Swift Algorithms is an official package published by the Swift team, that contains useful methods for when you’re working with sequences and collections.

And while this package does contain some very specific methods that most iOS developers will probably never need to use…

…it also contains some very useful helper functions that solve problems many iOS developers will be facing!

So I made a top 5 of the functions in this package that all iOS developers should be aware of!

#01 – .chunks(ofCount:)

If you ever need to implement pagination in your app, the method chunks(ofCount:) will be very useful!

You can use it to split a Collection into chunks of a given size or based on a predicate.

Alternatively, you can also indicate how many chunks you want and let it split the elements appropriately.

#02 – .randomSample()

This function allows you to take a random sample of a Sequence or a Collection.

If you’ve ever had to implement random sampling yourself, you know how easy it is to mistakenly introduce bias in the selection.

So being able to rely on an official implementation is quite welcome!

#03 – .indexed()

indexed() works in a very similar way to the function enumerated(), except that whereas enumerated() returns an increasing count, indexed() will return the actual indices of the elements.

Which means that you can in turn safely use these indices to subscript the original Collection, without the risk of causing a crash at runtime.

#04 – .min(count:) & .max(count:)

These functions are very useful if you ever need to retrieve only the N smallest or largest elements from a large Sequence, because they don’t need to fully sort the original Sequence to return their result, which makes them run faster.

#05 – .compacted(), .firstNonNil() & .uniqued()

I chose these 3 functions because they all solve a very basic and common problem, and so there’s a good chance that you’ve already implemented one of them yourself!

But if you prefer, you can choose to use the implementation of the Swift Algorithms package instead, which has the advantage of being thoroughly tested and optimized!


And that’s it, we’ve reached the end of this top 5!

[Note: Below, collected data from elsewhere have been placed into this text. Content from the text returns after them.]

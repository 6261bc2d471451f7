//! Structured logging for the scheduler.
//!
//! Command output owns stdout and stderr, so by default planner events only
//! land in `<config dir>/logs/esched.log` as JSON lines. `--verbose` mirrors
//! them to stderr and lowers the scheduler crates to `debug`.

use std::env;
use std::fs;
use std::io;
use std::path::PathBuf;
use std::sync::OnceLock;

use thiserror::Error;
use tracing::info;
use tracing_appender::non_blocking::WorkerGuard;
use tracing_subscriber::EnvFilter;
use tracing_subscriber::filter::ParseError;
use tracing_subscriber::fmt::time::UtcTime;
use tracing_subscriber::layer::{Layer, SubscriberExt};
use tracing_subscriber::registry::LookupSpan;
use tracing_subscriber::util::SubscriberInitExt;

use crate::config::config_directory;

const LOG_DIR_NAME: &str = "logs";
const LOG_FILE_NAME: &str = "esched.log";
const LOG_ENV_VAR: &str = "ESCHED_LOG";
const QUIET_DIRECTIVE: &str = "info";
const VERBOSE_DIRECTIVE: &str = "info,esched_core=debug,esched_cli=debug";

/// Where planner events are published.
#[derive(Debug, Clone, Copy, Default, PartialEq, Eq)]
pub enum LoggingDestination {
    /// The log file only; terminal output stays limited to command results.
    #[default]
    FileOnly,
    /// The log file plus compact lines on stderr.
    FileAndStderr,
}

impl LoggingDestination {
    pub fn for_verbosity(verbose: bool) -> Self {
        if verbose {
            Self::FileAndStderr
        } else {
            Self::FileOnly
        }
    }

    fn mirrors_to_stderr(self) -> bool {
        matches!(self, Self::FileAndStderr)
    }

    fn default_directive(self) -> &'static str {
        if self.mirrors_to_stderr() {
            VERBOSE_DIRECTIVE
        } else {
            QUIET_DIRECTIVE
        }
    }
}

#[derive(Debug)]
struct LoggingGuards {
    _guard: WorkerGuard,
    log_path: PathBuf,
}

static LOGGING_STATE: OnceLock<LoggingGuards> = OnceLock::new();

#[derive(Debug, Error)]
pub enum LoggingError {
    #[error("failed to prepare log directory: {0}")]
    Io(#[from] io::Error),
    #[error("invalid logging filter: {0}")]
    Filter(#[from] ParseError),
    #[error("failed to install logging subscriber: {0}")]
    Subscriber(#[from] tracing_subscriber::util::TryInitError),
}

/// Install the global subscriber and return the log file path.
///
/// The first call wins; later calls only report the path chosen then.
pub fn init_logging(
    destination: LoggingDestination,
) -> Result<Option<&'static PathBuf>, LoggingError> {
    if LOGGING_STATE.get().is_none() {
        let guards = install_logging(destination)?;
        if let Err(guards) = LOGGING_STATE.set(guards) {
            drop(guards);
        }
    }

    Ok(current_log_path())
}

pub fn current_log_path() -> Option<&'static PathBuf> {
    LOGGING_STATE.get().map(|guards| &guards.log_path)
}

pub fn log_directory() -> PathBuf {
    config_directory().join(LOG_DIR_NAME)
}

fn install_logging(destination: LoggingDestination) -> Result<LoggingGuards, LoggingError> {
    let filter = EnvFilter::try_new(filter_directive(
        env::var(LOG_ENV_VAR).ok(),
        env::var(EnvFilter::DEFAULT_ENV).ok(),
        destination,
    ))?;

    let dir = log_directory();
    fs::create_dir_all(&dir)?;
    let appender = tracing_appender::rolling::never(&dir, LOG_FILE_NAME);
    let (writer, guard) = tracing_appender::non_blocking(appender);

    let stderr = destination.mirrors_to_stderr().then(stderr_layer);
    tracing_subscriber::registry()
        .with(filter)
        .with(json_file_layer(writer))
        .with(stderr)
        .try_init()?;

    let log_path = dir.join(LOG_FILE_NAME);
    info!(path = %log_path.display(), ?destination, "Structured logging enabled");

    Ok(LoggingGuards {
        _guard: guard,
        log_path,
    })
}

fn json_file_layer<S>(
    writer: tracing_appender::non_blocking::NonBlocking,
) -> Box<dyn Layer<S> + Send + Sync>
where
    S: tracing::Subscriber + for<'span> LookupSpan<'span>,
{
    tracing_subscriber::fmt::layer()
        .event_format(
            tracing_subscriber::fmt::format()
                .json()
                .with_timer(UtcTime::rfc_3339())
                .with_level(true)
                .with_target(true)
                .with_file(true)
                .with_line_number(true),
        )
        .with_writer(writer)
        .with_ansi(false)
        .boxed()
}

// Timestamps are left out; verbose runs are read live next to command output.
fn stderr_layer<S>() -> Box<dyn Layer<S> + Send + Sync>
where
    S: tracing::Subscriber + for<'span> LookupSpan<'span>,
{
    tracing_subscriber::fmt::layer()
        .compact()
        .without_time()
        .with_target(true)
        .with_writer(io::stderr)
        .with_ansi(false)
        .boxed()
}

/// `ESCHED_LOG` beats `RUST_LOG`; blank values are skipped.
fn filter_directive(
    esched_log: Option<String>,
    rust_log: Option<String>,
    destination: LoggingDestination,
) -> String {
    [esched_log, rust_log]
        .into_iter()
        .flatten()
        .map(|spec| spec.trim().to_string())
        .find(|spec| !spec.is_empty())
        .unwrap_or_else(|| destination.default_directive().to_string())
}

#[cfg(test)]
mod tests {
    use super::*;

    #[test]
    fn test_verbose_flag_mirrors_to_stderr() {
        assert_eq!(LoggingDestination::default(), LoggingDestination::FileOnly);
        assert_eq!(
            LoggingDestination::for_verbosity(false),
            LoggingDestination::FileOnly
        );
        assert_eq!(
            LoggingDestination::for_verbosity(true),
            LoggingDestination::FileAndStderr
        );
    }

    #[test]
    fn test_filter_prefers_esched_log_over_rust_log() {
        let directive = filter_directive(
            Some("esched_core::suggest=trace".to_string()),
            Some("warn".to_string()),
            LoggingDestination::FileOnly,
        );
        assert_eq!(directive, "esched_core::suggest=trace");

        let directive = filter_directive(
            Some("  ".to_string()),
            Some("warn".to_string()),
            LoggingDestination::FileOnly,
        );
        assert_eq!(directive, "warn");
    }

    #[test]
    fn test_verbose_runs_default_to_debug_for_scheduler_crates() {
        assert_eq!(
            filter_directive(None, None, LoggingDestination::FileOnly),
            "info"
        );
        let verbose = filter_directive(None, None, LoggingDestination::FileAndStderr);
        assert!(verbose.contains("esched_core=debug"));
        assert!(EnvFilter::try_new(verbose).is_ok());
    }
}
use clap::Parser;
use esched_cli::cli_args::Cli;

fn main() {
    let cli = Cli::parse();
    if let Err(err) = esched_cli::run(cli) {
        eprintln!("Error: {err}");
        std::process::exit(1);
    }
}
use std::str::FromStr;

use chrono::NaiveDate;
use clap::{ArgAction, Args, Parser, Subcommand, ValueHint};
use esched_core::config::RuntimeOverrides;
use esched_core::model::{YearMonth, parse_clock, parse_date};

/// Top-level CLI entrypoint.
#[derive(Parser, Debug, Clone)]
#[command(name = "esched", version, about, long_about = None)]
pub struct Cli {
    #[command(flatten)]
    pub global: GlobalArgs,

    #[command(subcommand)]
    pub command: Command,
}

/// Supported subcommands.
#[derive(Debug, Clone, Subcommand)]
pub enum Command {
    /// Show each cohort's remaining hours for a month.
    Remaining(RemainingArgs),
    /// List start dates where a multi-day session would fit.
    Suggest(SuggestArgs),
    /// Check a proposed schedule against blackouts and cohort budgets.
    Check(CheckArgs),
    /// Summarize a month's schedules and budgets.
    Overview(MonthArgs),
    /// Render a month grid, or list what meets on one day.
    Calendar(CalendarArgs),
    /// Manage config.toml.
    #[command(subcommand)]
    Config(ConfigCommand),
}

/// Config management subcommands.
#[derive(Debug, Clone, Subcommand)]
pub enum ConfigCommand {
    /// Write a config.toml with default values.
    Init {
        /// Overwrite an existing file.
        #[arg(long, action = ArgAction::SetTrue)]
        force: bool,
    },
    /// Print the effective configuration after runtime overrides.
    Show,
}

/// Flags accepted by every subcommand.
#[derive(Debug, Clone, Args, Default)]
pub struct GlobalArgs {
    /// Treat Saturdays and Sundays as schedulable days.
    #[arg(long = "no-weekends", global = true, action = ArgAction::SetTrue)]
    pub no_weekends: bool,

    /// Black out Saturdays and Sundays (the default).
    #[arg(long, global = true, action = ArgAction::SetTrue)]
    pub weekends: bool,

    /// Toggle quarter-end blackouts for the current year.
    #[arg(
        long = "quarter-ends",
        global = true,
        num_args = 0..=1,
        default_missing_value = "true",
        value_parser = clap::value_parser!(bool)
    )]
    pub quarter_ends: Option<bool>,

    /// IANA timezone that decides the current month.
    #[arg(long, global = true, value_name = "TZ")]
    pub timezone: Option<String>,

    /// Maximum number of suggested start dates.
    #[arg(long, global = true, value_name = "N")]
    pub limit: Option<usize>,

    /// Months scanned for suggestions when a proposal is over budget.
    #[arg(long, global = true, value_name = "MONTHS")]
    pub horizon: Option<usize>,

    /// Mirror logs to stderr.
    #[arg(short, long, global = true, action = ArgAction::SetTrue)]
    pub verbose: bool,

    /// Print machine-readable JSON instead of text.
    #[arg(long, global = true, action = ArgAction::SetTrue)]
    pub json: bool,
}

impl GlobalArgs {
    /// Returns true when no overrides were provided.
    pub fn is_empty(&self) -> bool {
        !self.no_weekends
            && !self.weekends
            && self.quarter_ends.is_none()
            && self.timezone.is_none()
            && self.limit.is_none()
            && self.horizon.is_none()
    }

    /// Convert CLI flags into runtime overrides plus any advisory warnings.
    pub fn to_runtime_overrides(&self) -> Result<(RuntimeOverrides, Vec<String>), String> {
        let mut overrides = RuntimeOverrides::default();
        let mut warnings = Vec::new();

        if self.no_weekends && self.weekends {
            return Err("Cannot combine --weekends with --no-weekends.".into());
        } else if self.no_weekends {
            overrides.exclude_weekends = Some(false);
        } else if self.weekends {
            overrides.exclude_weekends = Some(true);
        }

        overrides.quarter_end_blackouts = self.quarter_ends;

        if let Some(timezone) = self.timezone.as_deref() {
            match parse_optional_field(timezone) {
                Some(value) => overrides.timezone = Some(value),
                None => warnings.push("Ignoring empty --timezone value.".to_string()),
            }
        }

        if let Some(limit) = self.limit {
            if limit == 0 {
                return Err("--limit must be at least 1.".into());
            }
            overrides.suggestion_limit = Some(limit);
        }

        if let Some(months) = self.horizon {
            if months == 0 {
                return Err("--horizon must be at least 1 month.".into());
            }
            overrides.suggestion_horizon_months = Some(months);
        }

        Ok((overrides, warnings))
    }
}

/// Plan document and target month shared by the read-only queries.
#[derive(Debug, Clone, Args)]
pub struct MonthArgs {
    /// Plan document (TOML) with cohorts, blackouts and schedules.
    #[arg(short, long, value_hint = ValueHint::FilePath, value_name = "FILE")]
    pub plan: String,

    /// Month to inspect (YYYY-MM); defaults to the current month.
    #[arg(short, long, value_name = "YYYY-MM")]
    pub month: Option<YearMonth>,
}

#[derive(Debug, Clone, Args)]
pub struct RemainingArgs {
    #[command(flatten)]
    pub target: MonthArgs,

    /// Only report this cohort.
    #[arg(short, long, value_name = "NAME")]
    pub cohort: Option<String>,
}

#[derive(Debug, Clone, Args)]
pub struct SuggestArgs {
    #[command(flatten)]
    pub target: MonthArgs,

    /// Consecutive days the session runs.
    #[arg(long, value_name = "N")]
    pub days: usize,

    /// Hours each day consumes from every selected cohort.
    #[arg(long = "hours-per-day", value_name = "HOURS", default_value_t = 8.0)]
    pub hours_per_day: f64,

    /// Attending cohort; repeat for several.
    #[arg(short, long = "cohort", value_name = "NAME", required = true)]
    pub cohorts: Vec<String>,
}

#[derive(Debug, Clone, Args)]
pub struct CheckArgs {
    /// Plan document (TOML) with cohorts, blackouts and schedules.
    #[arg(short, long, value_hint = ValueHint::FilePath, value_name = "FILE")]
    pub plan: String,

    /// Budget month (YYYY-MM); defaults to the month of the first session.
    #[arg(short, long, value_name = "YYYY-MM")]
    pub month: Option<YearMonth>,

    #[arg(short, long)]
    pub title: String,

    /// Attending cohort; repeat for several.
    #[arg(short, long = "cohort", value_name = "NAME", required = true)]
    pub cohorts: Vec<String>,

    /// Session as DATE or DATE@HH:MM-HH:MM; repeat for several.
    #[arg(short, long = "session", value_name = "SESSION", required = true)]
    pub sessions: Vec<SessionSpec>,
}

#[derive(Debug, Clone, Args)]
pub struct CalendarArgs {
    #[command(flatten)]
    pub target: MonthArgs,

    /// List the schedules meeting on this day instead of the month grid.
    #[arg(long, value_name = "YYYY-MM-DD")]
    pub day: Option<NaiveDate>,
}

/// A `--session` value; a missing window falls back to the configured default times.
#[derive(Debug, Clone, PartialEq, Eq)]
pub struct SessionSpec {
    pub date: NaiveDate,
    pub window: Option<(String, String)>,
}

impl FromStr for SessionSpec {
    type Err = String;

    fn from_str(value: &str) -> Result<Self, Self::Err> {
        let (date, window) = match value.split_once('@') {
            Some((date, window)) => (date, Some(window)),
            None => (value, None),
        };
        let date = parse_date(date).map_err(|err| err.to_string())?;
        let window = match window {
            None => None,
            Some(window) => {
                let (start, end) = window
                    .split_once('-')
                    .ok_or_else(|| format!("invalid session window '{window}' (expected HH:MM-HH:MM)"))?;
                parse_clock(start).map_err(|err| err.to_string())?;
                parse_clock(end).map_err(|err| err.to_string())?;
                Some((start.trim().to_string(), end.trim().to_string()))
            }
        };
        Ok(Self { date, window })
    }
}

fn parse_optional_field(value: &str) -> Option<String> {
    let trimmed = value.trim();
    if trimmed.is_empty()
        || matches!(
            trimmed.to_ascii_lowercase().as_str(),
            "none" | "null" | "unset"
        )
    {
        None
    } else {
        Some(trimmed.to_string())
    }
}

I’ve only showed you a glimpse of what the Swift Algorithms package contains, so I would really recommend that you take two minutes to read its full list of features: maybe you’ll find something that can help you save a lot of time and energy!

If you want, I can even walk you through it: last week I went over the entire content of the package during a livestream!

Here’s the code if you want to experiment with it:

import Algorithms

// .chunks(ofCount:)

let names = ["David", "Kyle", "Karoy", "Nate"]
let evenly = names.chunks(ofCount: 2)
// equivalent to [["David", "Kyle"], ["Karoy", "Nate"]]

let numbers = [10, 20, 30, 10, 40, 40, 10, 20]
let chunks = numbers.chunked(by: { $0 <= $1 })
// [[10, 20, 30], [10, 40, 40], [10, 20]]

let evenChunks = (0..<15).evenlyChunked(in: 3)
// equivalent to [0..<5, 5..<10, 10..<15]

// .randomSample()

var source = [10, 20, 30, 40, 50, 60, 70, 80, 90, 100]

let sample = source.randomSample(count: 4)
// e.g. [30, 10, 70, 50]

// .indexed()

let numbers = [10, 20, 30, 40, 50]
var matchingIndices: Set<Int> = []
for (i, n) in numbers.indexed() {
    if n.isMultiple(of: 20) {
        matchingIndices.insert(i)
    }
}
// matchingIndices == [1, 3]

// .min(count:) & .max(count:)

let numbers = [7, 1, 6, 2, 8, 3, 9]
let smallestThree = numbers.min(count: 3, sortedBy: <)
// [1, 2, 3]

let biggestThree = numbers.max(count: 3, sortedBy: <)
// [7, 8, 9]

// .compacted(), .firstNonNil() & .uniqued()

let array: [Int?] = [10, nil, 30, nil, 2, 3, nil, 5]
let withNoNils = array.compacted()
// Array(withNoNils) == [10, 30, 2, 3, 5]

let strings = ["three", "3.14", "-5", "2"]
if let firstInt = strings.firstNonNil({ Int($0) }​) {
    print(firstInt)
    // -5
}

let numbers = [1, 2, 3, 3, 2, 3, 3, 2, 2, 2, 1]
let unique = numbers.uniqued()
// Array(unique) == [1, 2, 3]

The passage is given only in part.